▶ **Work request**
For every line below, set down an identical copy.

Extracted data entries:
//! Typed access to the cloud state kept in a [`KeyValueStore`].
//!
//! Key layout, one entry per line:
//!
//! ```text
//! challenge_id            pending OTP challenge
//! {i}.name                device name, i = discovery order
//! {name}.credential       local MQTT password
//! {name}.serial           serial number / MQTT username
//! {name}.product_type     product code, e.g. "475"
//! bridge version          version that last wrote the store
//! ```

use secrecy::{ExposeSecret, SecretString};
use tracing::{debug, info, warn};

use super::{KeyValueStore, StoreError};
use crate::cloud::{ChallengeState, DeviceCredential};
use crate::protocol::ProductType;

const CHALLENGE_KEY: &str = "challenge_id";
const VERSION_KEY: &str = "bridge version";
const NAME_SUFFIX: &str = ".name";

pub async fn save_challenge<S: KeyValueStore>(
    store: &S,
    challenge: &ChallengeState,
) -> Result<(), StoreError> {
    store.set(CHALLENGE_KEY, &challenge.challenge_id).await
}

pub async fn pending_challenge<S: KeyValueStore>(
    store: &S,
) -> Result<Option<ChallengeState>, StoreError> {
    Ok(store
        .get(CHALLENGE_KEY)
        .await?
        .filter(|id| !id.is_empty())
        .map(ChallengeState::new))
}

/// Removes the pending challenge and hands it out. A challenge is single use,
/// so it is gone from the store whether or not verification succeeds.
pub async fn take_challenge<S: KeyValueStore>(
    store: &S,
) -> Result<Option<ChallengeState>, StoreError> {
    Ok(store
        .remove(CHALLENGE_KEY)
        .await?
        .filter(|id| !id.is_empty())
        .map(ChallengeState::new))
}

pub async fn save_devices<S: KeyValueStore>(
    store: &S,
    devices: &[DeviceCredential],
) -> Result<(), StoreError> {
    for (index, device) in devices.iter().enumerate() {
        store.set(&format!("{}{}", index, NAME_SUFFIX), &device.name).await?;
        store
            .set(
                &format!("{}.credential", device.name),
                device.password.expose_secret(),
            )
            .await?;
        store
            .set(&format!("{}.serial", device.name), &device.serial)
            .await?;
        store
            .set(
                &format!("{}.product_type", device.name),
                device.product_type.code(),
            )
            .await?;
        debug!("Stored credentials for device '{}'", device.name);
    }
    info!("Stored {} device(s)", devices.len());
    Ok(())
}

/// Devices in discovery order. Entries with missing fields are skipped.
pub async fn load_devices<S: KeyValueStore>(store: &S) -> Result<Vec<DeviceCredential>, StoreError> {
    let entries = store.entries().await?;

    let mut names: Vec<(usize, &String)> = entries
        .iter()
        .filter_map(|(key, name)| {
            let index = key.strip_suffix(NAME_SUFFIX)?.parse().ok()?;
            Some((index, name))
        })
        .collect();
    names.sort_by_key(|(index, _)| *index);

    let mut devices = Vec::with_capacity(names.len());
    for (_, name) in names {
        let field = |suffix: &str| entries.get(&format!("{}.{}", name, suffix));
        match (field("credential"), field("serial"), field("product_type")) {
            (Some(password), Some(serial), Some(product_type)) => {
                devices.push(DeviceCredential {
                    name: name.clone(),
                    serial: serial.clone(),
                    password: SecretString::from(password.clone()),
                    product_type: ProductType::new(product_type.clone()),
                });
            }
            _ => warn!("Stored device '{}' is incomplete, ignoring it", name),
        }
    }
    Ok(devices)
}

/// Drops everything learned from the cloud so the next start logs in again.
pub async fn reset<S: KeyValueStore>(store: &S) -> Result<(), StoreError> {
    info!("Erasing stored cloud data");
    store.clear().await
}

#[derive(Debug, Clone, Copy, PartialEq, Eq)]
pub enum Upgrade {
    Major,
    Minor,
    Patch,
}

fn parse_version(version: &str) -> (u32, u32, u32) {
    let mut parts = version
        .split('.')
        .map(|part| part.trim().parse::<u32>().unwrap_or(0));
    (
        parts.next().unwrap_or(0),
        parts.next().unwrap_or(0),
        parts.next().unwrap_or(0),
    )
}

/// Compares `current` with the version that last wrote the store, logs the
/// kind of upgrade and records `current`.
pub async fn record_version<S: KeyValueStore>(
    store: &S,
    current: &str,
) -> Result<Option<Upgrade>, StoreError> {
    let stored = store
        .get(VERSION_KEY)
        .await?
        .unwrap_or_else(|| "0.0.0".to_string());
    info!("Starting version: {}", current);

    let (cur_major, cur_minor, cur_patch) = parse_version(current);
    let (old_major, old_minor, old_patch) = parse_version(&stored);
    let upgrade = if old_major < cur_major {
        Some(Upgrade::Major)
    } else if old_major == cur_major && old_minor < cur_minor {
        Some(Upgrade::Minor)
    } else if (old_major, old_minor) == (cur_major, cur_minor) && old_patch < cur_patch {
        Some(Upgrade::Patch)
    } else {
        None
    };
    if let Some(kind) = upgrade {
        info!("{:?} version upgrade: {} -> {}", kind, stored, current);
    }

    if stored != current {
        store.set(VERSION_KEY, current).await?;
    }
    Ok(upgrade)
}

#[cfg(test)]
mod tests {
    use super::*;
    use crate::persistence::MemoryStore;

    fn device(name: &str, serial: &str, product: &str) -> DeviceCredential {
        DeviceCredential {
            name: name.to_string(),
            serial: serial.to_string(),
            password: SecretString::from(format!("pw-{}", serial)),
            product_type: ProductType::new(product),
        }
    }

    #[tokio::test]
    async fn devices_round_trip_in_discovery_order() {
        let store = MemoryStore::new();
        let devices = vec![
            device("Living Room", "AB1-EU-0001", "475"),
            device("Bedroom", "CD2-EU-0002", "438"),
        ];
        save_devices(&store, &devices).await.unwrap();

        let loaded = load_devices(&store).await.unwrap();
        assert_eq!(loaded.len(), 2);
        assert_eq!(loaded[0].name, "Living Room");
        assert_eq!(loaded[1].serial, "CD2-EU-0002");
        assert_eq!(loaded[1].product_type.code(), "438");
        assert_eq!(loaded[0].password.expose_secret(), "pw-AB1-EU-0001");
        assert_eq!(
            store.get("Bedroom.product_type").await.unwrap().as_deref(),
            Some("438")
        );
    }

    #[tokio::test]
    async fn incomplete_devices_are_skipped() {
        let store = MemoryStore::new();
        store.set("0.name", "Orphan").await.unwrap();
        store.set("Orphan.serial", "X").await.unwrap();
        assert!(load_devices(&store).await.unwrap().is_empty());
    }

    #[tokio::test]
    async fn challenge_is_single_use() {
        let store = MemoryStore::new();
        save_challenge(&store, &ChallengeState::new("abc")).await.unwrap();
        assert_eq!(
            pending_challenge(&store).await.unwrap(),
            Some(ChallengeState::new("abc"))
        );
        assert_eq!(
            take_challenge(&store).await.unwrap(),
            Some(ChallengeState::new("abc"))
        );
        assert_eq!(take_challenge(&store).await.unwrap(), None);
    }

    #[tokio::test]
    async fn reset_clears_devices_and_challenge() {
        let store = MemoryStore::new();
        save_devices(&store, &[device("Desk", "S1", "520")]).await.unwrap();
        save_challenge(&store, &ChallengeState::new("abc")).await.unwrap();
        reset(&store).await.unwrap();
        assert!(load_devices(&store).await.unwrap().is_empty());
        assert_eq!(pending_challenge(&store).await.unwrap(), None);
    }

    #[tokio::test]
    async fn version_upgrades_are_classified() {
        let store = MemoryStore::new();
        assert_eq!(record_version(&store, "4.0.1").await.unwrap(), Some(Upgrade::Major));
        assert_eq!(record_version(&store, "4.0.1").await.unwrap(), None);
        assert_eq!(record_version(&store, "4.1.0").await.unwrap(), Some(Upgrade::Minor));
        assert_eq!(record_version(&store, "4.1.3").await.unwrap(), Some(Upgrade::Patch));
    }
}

▶ **Solution below**
//! Typed access to the cloud state kept in a [`KeyValueStore`].
//!
//! Key layout, one entry per line:
//!
//! ```text
//! challenge_id            pending OTP challenge
//! {i}.name                device name, i = discovery order
//! {name}.credential       local MQTT password
//! {name}.serial           serial number / MQTT username
//! {name}.product_type     product code, e.g. "475"
//! bridge version          version that last wrote the store
//! ```

use secrecy::{ExposeSecret, SecretString};
use tracing::{debug, info, warn};

use super::{KeyValueStore, StoreError};
use crate::cloud::{ChallengeState, DeviceCredential};
use crate::protocol::ProductType;

const CHALLENGE_KEY: &str = "challenge_id";
const VERSION_KEY: &str = "bridge version";
const NAME_SUFFIX: &str = ".name";

pub async fn save_challenge<S: KeyValueStore>(
    store: &S,
    challenge: &ChallengeState,
) -> Result<(), StoreError> {
    store.set(CHALLENGE_KEY, &challenge.challenge_id).await
}

pub async fn pending_challenge<S: KeyValueStore>(
    store: &S,
) -> Result<Option<ChallengeState>, StoreError> {
    Ok(store
        .get(CHALLENGE_KEY)
        .await?
        .filter(|id| !id.is_empty())
        .map(ChallengeState::new))
}

/// Removes the pending challenge and hands it out. A challenge is single use,
/// so it is gone from the store whether or not verification succeeds.
pub async fn take_challenge<S: KeyValueStore>(
    store: &S,
) -> Result<Option<ChallengeState>, StoreError> {
    Ok(store
        .remove(CHALLENGE_KEY)
        .await?
        .filter(|id| !id.is_empty())
        .map(ChallengeState::new))
}

pub async fn save_devices<S: KeyValueStore>(
    store: &S,
    devices: &[DeviceCredential],
) -> Result<(), StoreError> {
    for (index, device) in devices.iter().enumerate() {
        store.set(&format!("{}{}", index, NAME_SUFFIX), &device.name).await?;
        store
            .set(
                &format!("{}.credential", device.name),
                device.password.expose_secret(),
            )
            .await?;
        store
            .set(&format!("{}.serial", device.name), &device.serial)
            .await?;
        store
            .set(
                &format!("{}.product_type", device.name),
                device.product_type.code(),
            )
            .await?;
        debug!("Stored credentials for device '{}'", device.name);
    }
    info!("Stored {} device(s)", devices.len());
    Ok(())
}

/// Devices in discovery order. Entries with missing fields are skipped.
pub async fn load_devices<S: KeyValueStore>(store: &S) -> Result<Vec<DeviceCredential>, StoreError> {
    let entries = store.entries().await?;

    let mut names: Vec<(usize, &String)> = entries
        .iter()
        .filter_map(|(key, name)| {
            let index = key.strip_suffix(NAME_SUFFIX)?.parse().ok()?;
            Some((index, name))
        })
        .collect();
    names.sort_by_key(|(index, _)| *index);

    let mut devices = Vec::with_capacity(names.len());
    for (_, name) in names {
        let field = |suffix: &str| entries.get(&format!("{}.{}", name, suffix));
        match (field("credential"), field("serial"), field("product_type")) {
            (Some(password), Some(serial), Some(product_type)) => {
                devices.push(DeviceCredential {
                    name: name.clone(),
                    serial: serial.clone(),
                    password: SecretString::from(password.clone()),
                    product_type: ProductType::new(product_type.clone()),
                });
            }
            _ => warn!("Stored device '{}' is incomplete, ignoring it", name),
        }
    }
    Ok(devices)
}

/// Drops everything learned from the cloud so the next start logs in again.
pub async fn reset<S: KeyValueStore>(store: &S) -> Result<(), StoreError> {
    info!("Erasing stored cloud data");
    store.clear().await
}

#[derive(Debug, Clone, Copy, PartialEq, Eq)]
pub enum Upgrade {
    Major,
    Minor,
    Patch,
}

fn parse_version(version: &str) -> (u32, u32, u32) {
    let mut parts = version
        .split('.')
        .map(|part| part.trim().parse::<u32>().unwrap_or(0));
    (
        parts.next().unwrap_or(0),
        parts.next().unwrap_or(0),
        parts.next().unwrap_or(0),
    )
}

/// Compares `current` with the version that last wrote the store, logs the
/// kind of upgrade and records `current`.
pub async fn record_version<S: KeyValueStore>(
    store: &S,
    current: &str,
) -> Result<Option<Upgrade>, StoreError> {
    let stored = store
        .get(VERSION_KEY)
        .await?
        .unwrap_or_else(|| "0.0.0".to_string());
    info!("Starting version: {}", current);

    let (cur_major, cur_minor, cur_patch) = parse_version(current);
    let (old_major, old_minor, old_patch) = parse_version(&stored);
    let upgrade = if old_major < cur_major {
        Some(Upgrade::Major)
    } else if old_major == cur_major && old_minor < cur_minor {
        Some(Upgrade::Minor)
    } else if (old_major, old_minor) == (cur_major, cur_minor) && old_patch < cur_patch {
        Some(Upgrade::Patch)
    } else {
        None
    };
    if let Some(kind) = upgrade {
        info!("{:?} version upgrade: {} -> {}", kind, stored, current);
    }

    if stored != current {
        store.set(VERSION_KEY, current).await?;
    }
    Ok(upgrade)
}

#[cfg(test)]
mod tests {
    use super::*;
    use crate::persistence::MemoryStore;

    fn device(name: &str, serial: &str, product: &str) -> DeviceCredential {
        DeviceCredential {
            name: name.to_string(),
            serial: serial.to_string(),
            password: SecretString::from(format!("pw-{}", serial)),
            product_type: ProductType::new(product),
        }
    }

    #[tokio::test]
    async fn devices_round_trip_in_discovery_order() {
        let store = MemoryStore::new();
        let devices = vec![
            device("Living Room", "AB1-EU-0001", "475"),
            device("Bedroom", "CD2-EU-0002", "438"),
        ];
        save_devices(&store, &devices).await.unwrap();

        let loaded = load_devices(&store).await.unwrap();
        assert_eq!(loaded.len(), 2);
        assert_eq!(loaded[0].name, "Living Room");
        assert_eq!(loaded[1].serial, "CD2-EU-0002");
        assert_eq!(loaded[1].product_type.code(), "438");
        assert_eq!(loaded[0].password.expose_secret(), "pw-AB1-EU-0001");
        assert_eq!(
            store.get("Bedroom.product_type").await.unwrap().as_deref(),
            Some("438")
        );
    }

    #[tokio::test]
    async fn incomplete_devices_are_skipped() {
        let store = MemoryStore::new();
        store.set("0.name", "Orphan").await.unwrap();
        store.set("Orphan.serial", "X").await.unwrap();
        assert!(load_devices(&store).await.unwrap().is_empty());
    }

    #[tokio::test]
    async fn challenge_is_single_use() {
        let store = MemoryStore::new();
        save_challenge(&store, &ChallengeState::new("abc")).await.unwrap();
        assert_eq!(
            pending_challenge(&store).await.unwrap(),
            Some(ChallengeState::new("abc"))
        );
        assert_eq!(
            take_challenge(&store).await.unwrap(),
            Some(ChallengeState::new("abc"))
        );
        assert_eq!(take_challenge(&store).await.unwrap(), None);
    }

    #[tokio::test]
    async fn reset_clears_devices_and_challenge() {
        let store = MemoryStore::new();
        save_devices(&store, &[device("Desk", "S1", "520")]).await.unwrap();
        save_challenge(&store, &ChallengeState::new("abc")).await.unwrap();
        reset(&store).await.unwrap();
        assert!(load_devices(&store).await.unwrap().is_empty());
        assert_eq!(pending_challenge(&store).await.unwrap(), None);
    }

    #[tokio::test]
    async fn version_upgrades_are_classified() {
        let store = MemoryStore::new();
        assert_eq!(record_version(&store, "4.0.1").await.unwrap(), Some(Upgrade::Major));
        assert_eq!(record_version(&store, "4.0.1").await.unwrap(), None);
        assert_eq!(record_version(&store, "4.1.0").await.unwrap(), Some(Upgrade::Minor));
        assert_eq!(record_version(&store, "4.1.3").await.unwrap(), Some(Upgrade::Patch));
    }
}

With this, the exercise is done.